The USCIS recently issued a revised version of the Form I-9, Employment Eligibility Verification Form. This form must be used beginning on September 18, 2017. All existing storage and retention rules for Form I-9 must continue to be followed. As you know, employers use the Form I-9 to verify the identity and employment authorization of newly hired employees. In this latest revision, the USCIS modified the List of Acceptable Documents to include adding to List C the Consular Report of Birth Abroad (Form FS-240), combined all certifications of report of birth issued by the U.S. Department of State (Forms, FS-545, DS-1350 and FS-240) into List C, and renumbered all List C documents except the Social Security Card. Additionally, the name of the Office of Special Counsel for Immigration-Related Unfair Employment Practices was changed to its new name of Immigrant and Employee Rights Section and removed "the end of" from the phrase "the first day or employment." Please contact your HLG attorney if you have any questions about the new form, how to do an internal audit, E-Verify or with any other immigration or employment verification questions.
On August 7, 2017, the Ninth Circuit upheld charges against DLS Precision Fab LLC, a now bankrupt sheet metal company, which resulted in $305,000 in penalties for employing unauthorized immigrants. In this decision the court rejecting the company’s arguments that a rogue HR director was to blame. DLS was found to have failed to comply with the INA’s worker verification requirements and employed more than a dozen individuals known to be ineligible to work in the U.S. DLS attributed its failure to properly vet employees on a rogue HR director who, unbeknownst to it, shirked compliance to the point “of literally stuffing the government’s correspondence in a drawer and never responding.” The Court was not persuaded by this argument. The bulk of the charges stem from I-9 violations. I-9 violations are not merely violations when filed but remain continuing violations until DLS is no longer required by law to retain them (three years from the date of hire or one year after termination). As for retaining eligible employees, the clock starts upon termination. DLS was therefore not able to use the statute of limitations as a defense. While these appear to be a pretty blatant violations, it is still a good reminder that properly vetting your employees and maintaining your I-9 records is very important.

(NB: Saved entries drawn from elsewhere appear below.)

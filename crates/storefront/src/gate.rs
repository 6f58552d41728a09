//! Admin area gate.
//!
//! A gate starts in [`GateState::Checking`], waits an artificial delay, then
//! resolves once against client storage. Resolved states are final.

use std::time::Duration;

use chrono::{DateTime, Utc};
use serde::{Deserialize, Serialize};
use tracing::{debug, info, warn};

use crate::models::StoredUser;
use crate::session::{ClientStorage, SessionContext, clear_session};

/// Delay applied before a gate evaluates storage.
pub const DEFAULT_GATE_DELAY: Duration = Duration::from_millis(800);

/// Why the gate refused entry.
#[derive(Debug, Clone, Copy, PartialEq, Eq, Hash, Serialize, Deserialize)]
#[serde(rename_all = "snake_case")]
pub enum DenialReason {
    AuthenticationRequired,
    SessionExpired,
    InsufficientPermissions,
}

impl DenialReason {
    /// Value used in the `reason` query parameter.
    #[must_use]
    pub const fn as_str(self) -> &'static str {
        match self {
            Self::AuthenticationRequired => "authentication_required",
            Self::SessionExpired => "session_expired",
            Self::InsufficientPermissions => "insufficient_permissions",
        }
    }

    /// Message shown on the unauthorized page.
    #[must_use]
    pub const fn message(self) -> &'static str {
        match self {
            Self::AuthenticationRequired => "Authentication required",
            Self::SessionExpired => "Session expired",
            Self::InsufficientPermissions => "Insufficient permissions",
        }
    }
}

impl std::fmt::Display for DenialReason {
    fn fmt(&self, f: &mut std::fmt::Formatter<'_>) -> std::fmt::Result {
        f.write_str(self.as_str())
    }
}

#[derive(Debug, Clone, PartialEq, Eq)]
pub enum GateState {
    Checking,
    Granted(StoredUser),
    Denied(DenialReason),
}

impl GateState {
    #[must_use]
    pub const fn is_resolved(&self) -> bool {
        !matches!(self, Self::Checking)
    }
}

#[derive(Debug, Clone)]
pub struct AdminGate {
    state: GateState,
    delay: Duration,
}

impl Default for AdminGate {
    fn default() -> Self {
        Self::new(DEFAULT_GATE_DELAY)
    }
}

impl AdminGate {
    #[must_use]
    pub const fn new(delay: Duration) -> Self {
        Self {
            state: GateState::Checking,
            delay,
        }
    }

    #[must_use]
    pub const fn state(&self) -> &GateState {
        &self.state
    }

    /// Wait the configured delay, then resolve against `storage`.
    pub async fn check<S: ClientStorage>(&mut self, storage: &S) -> &GateState {
        if !self.state.is_resolved() && !self.delay.is_zero() {
            tokio::time::sleep(self.delay).await;
        }
        self.check_at(storage, Utc::now()).await
    }

    /// Resolve against `storage` as of `now`, without the delay.
    ///
    /// A gate that already resolved returns its state without reading storage.
    pub async fn check_at<S: ClientStorage>(&mut self, storage: &S, now: DateTime<Utc>) -> &GateState {
        if !self.state.is_resolved() {
            self.state = evaluate(storage, now).await;
        }
        &self.state
    }
}

/// Decide admin access from the records in `storage`.
///
/// An expired token clears both session records before denying.
pub async fn evaluate<S: ClientStorage>(storage: &S, now: DateTime<Utc>) -> GateState {
    let ctx = SessionContext::load(storage).await;

    let (Some(user), Some(token)) = (ctx.user(), ctx.token()) else {
        debug!("No session records, denying admin access");
        return GateState::Denied(DenialReason::AuthenticationRequired);
    };

    if token.is_expired_at(now) {
        info!(user_id = ?user.id, expiry = %token.expiry, "Session expired, clearing");
        if let Err(e) = clear_session(storage).await {
            warn!(error = %e, "Failed to clear expired session");
        }
        return GateState::Denied(DenialReason::SessionExpired);
    }

    if !user.is_admin() {
        info!(user_id = ?user.id, role = %user.role, "Non-admin denied");
        return GateState::Denied(DenialReason::InsufficientPermissions);
    }

    GateState::Granted(user.clone())
}

#[cfg(test)]
#[allow(clippy::unwrap_used, clippy::panic)]
mod tests {
    use chrono::Duration as TimeDelta;

    use super::*;
    use crate::models::session_keys;
    use crate::session::{MemoryStorage, login_as_regular_user, simulate_admin_access};

    fn ttl() -> TimeDelta {
        TimeDelta::hours(24)
    }

    #[tokio::test]
    async fn test_empty_storage_requires_authentication() {
        let storage = MemoryStorage::new();
        let mut gate = AdminGate::new(Duration::ZERO);
        assert_eq!(gate.state(), &GateState::Checking);

        let state = gate.check(&storage).await;
        assert_eq!(state, &GateState::Denied(DenialReason::AuthenticationRequired));
    }

    #[tokio::test]
    async fn test_user_without_token_requires_authentication() {
        let storage = MemoryStorage::new();
        simulate_admin_access(&storage, Utc::now(), ttl()).await.unwrap();
        storage.remove_item(session_keys::AUTH_TOKEN).await.unwrap();

        let state = evaluate(&storage, Utc::now()).await;
        assert_eq!(state, GateState::Denied(DenialReason::AuthenticationRequired));
    }

    #[tokio::test]
    async fn test_malformed_user_requires_authentication() {
        let now = Utc::now();
        let storage = MemoryStorage::new();
        simulate_admin_access(&storage, now, ttl()).await.unwrap();
        storage
            .set_item(session_keys::USER, "{not json".to_owned())
            .await
            .unwrap();

        assert_eq!(
            evaluate(&storage, now).await,
            GateState::Denied(DenialReason::AuthenticationRequired)
        );
    }

    #[tokio::test]
    async fn test_admin_is_granted() {
        let now = Utc::now();
        let storage = MemoryStorage::new();
        let admin = simulate_admin_access(&storage, now, ttl()).await.unwrap();

        let mut gate = AdminGate::default();
        assert_eq!(gate.check_at(&storage, now).await, &GateState::Granted(admin));
    }

    #[tokio::test]
    async fn test_expired_token_clears_session() {
        let issued = Utc::now();
        let storage = MemoryStorage::new();
        simulate_admin_access(&storage, issued, ttl()).await.unwrap();

        let later = issued + ttl();
        assert_eq!(
            evaluate(&storage, later).await,
            GateState::Denied(DenialReason::SessionExpired)
        );
        assert!(!storage.contains(session_keys::USER));
        assert!(!storage.contains(session_keys::AUTH_TOKEN));
    }

    #[tokio::test]
    async fn test_regular_user_is_denied_and_storage_kept() {
        let now = Utc::now();
        let storage = MemoryStorage::new();
        login_as_regular_user(&storage, now, ttl()).await.unwrap();

        assert_eq!(
            evaluate(&storage, now).await,
            GateState::Denied(DenialReason::InsufficientPermissions)
        );
        assert!(storage.contains(session_keys::USER));
        assert!(storage.contains(session_keys::AUTH_TOKEN));
    }

    #[tokio::test]
    async fn test_resolved_state_is_final() {
        let now = Utc::now();
        let storage = MemoryStorage::new();
        let mut gate = AdminGate::new(Duration::ZERO);
        gate.check_at(&storage, now).await;

        simulate_admin_access(&storage, now, ttl()).await.unwrap();
        assert_eq!(
            gate.check_at(&storage, now).await,
            &GateState::Denied(DenialReason::AuthenticationRequired)
        );
    }

    fn raw_storage(user: Option<&str>, expiry: Option<DateTime<Utc>>) -> MemoryStorage {
        let mut items = Vec::new();
        if let Some(user) = user {
            items.push((session_keys::USER, user.to_owned()));
        }
        if let Some(expiry) = expiry {
            let token = format!(r#"{{"expiry":{}}}"#, expiry.timestamp_millis());
            items.push((session_keys::AUTH_TOKEN, token));
        }
        MemoryStorage::with_items(items)
    }

    #[tokio::test]
    async fn test_hand_written_records() {
        let now = Utc::now();
        let past = now - TimeDelta::minutes(5);
        let future = now + TimeDelta::minutes(5);

        let cases = [
            (Some(r#"{"role":"user"}"#), Some(future), Some(DenialReason::InsufficientPermissions)),
            (Some(r#"{"role":"admin"}"#), Some(past), Some(DenialReason::SessionExpired)),
            (Some(r#"{"role":"admin"}"#), Some(now), Some(DenialReason::SessionExpired)),
            (Some(r#"{"role":"admin"}"#), Some(future), None),
            (Some(r#"{"role":"admin"}"#), None, Some(DenialReason::AuthenticationRequired)),
            (None, Some(future), Some(DenialReason::AuthenticationRequired)),
            (Some(r#"{"name":"no role"}"#), Some(future), Some(DenialReason::AuthenticationRequired)),
        ];

        for (user, expiry, expected) in cases {
            let storage = raw_storage(user, expiry);
            let state = evaluate(&storage, now).await;
            match expected {
                Some(reason) => assert_eq!(state, GateState::Denied(reason), "{user:?} {expiry:?}"),
                None => assert!(matches!(state, GateState::Granted(_)), "{user:?} {expiry:?}"),
            }
        }
    }

    #[tokio::test]
    async fn test_hand_written_expired_session_is_cleared() {
        let now = Utc::now();
        let storage = raw_storage(Some(r#"{"role":"admin"}"#), Some(now - TimeDelta::hours(1)));

        evaluate(&storage, now).await;
        assert!(!storage.contains(session_keys::USER));
        assert!(!storage.contains(session_keys::AUTH_TOKEN));
    }

    #[tokio::test]
    async fn test_hand_written_admin_is_granted_with_its_record() {
        let now = Utc::now();
        let storage = raw_storage(Some(r#"{"role":"admin"}"#), Some(now + TimeDelta::hours(1)));

        let GateState::Granted(user) = evaluate(&storage, now).await else {
            panic!("admin record was not granted");
        };
        assert!(user.is_admin());
        assert_eq!(user.id, None);
        assert!(storage.contains(session_keys::USER));
    }

    #[test]
    fn test_reason_query_values() {
        let parsed: DenialReason = serde_json::from_str("\"session_expired\"").unwrap();
        assert_eq!(parsed, DenialReason::SessionExpired);
        assert_eq!(
            DenialReason::InsufficientPermissions.to_string(),
            "insufficient_permissions"
        );
        assert_eq!(DenialReason::AuthenticationRequired.message(), "Authentication required");
    }
}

The USCIS has announced that it will now begin issuing employment authorization documents and advance parole documents on a single card for certain I-485 applicants. The card looks similar to the current employment authorization document (EAD) but includes a text that reads, "Serves as I-512 Advance Parole". Employers may accept the new card as a List A document when completing the Form I-9, Employment Eligibility Verification. To receive the single card, an applicant must file for EAD and Advance Parole at the same time. An applicant, who already has an EAD and AP, can apply for the single card only if: (1) the current EAD has less than 120 days validity left; and (2) the Advance Parole has less than 120 days validity date or is for a single entry. Generally the single card will be valid for one or two years, depending upon the availability of an immigrant visa although USCIS retains the discretion to issue it for a shorter period or a longer period depending upon the circumstances of the particular case.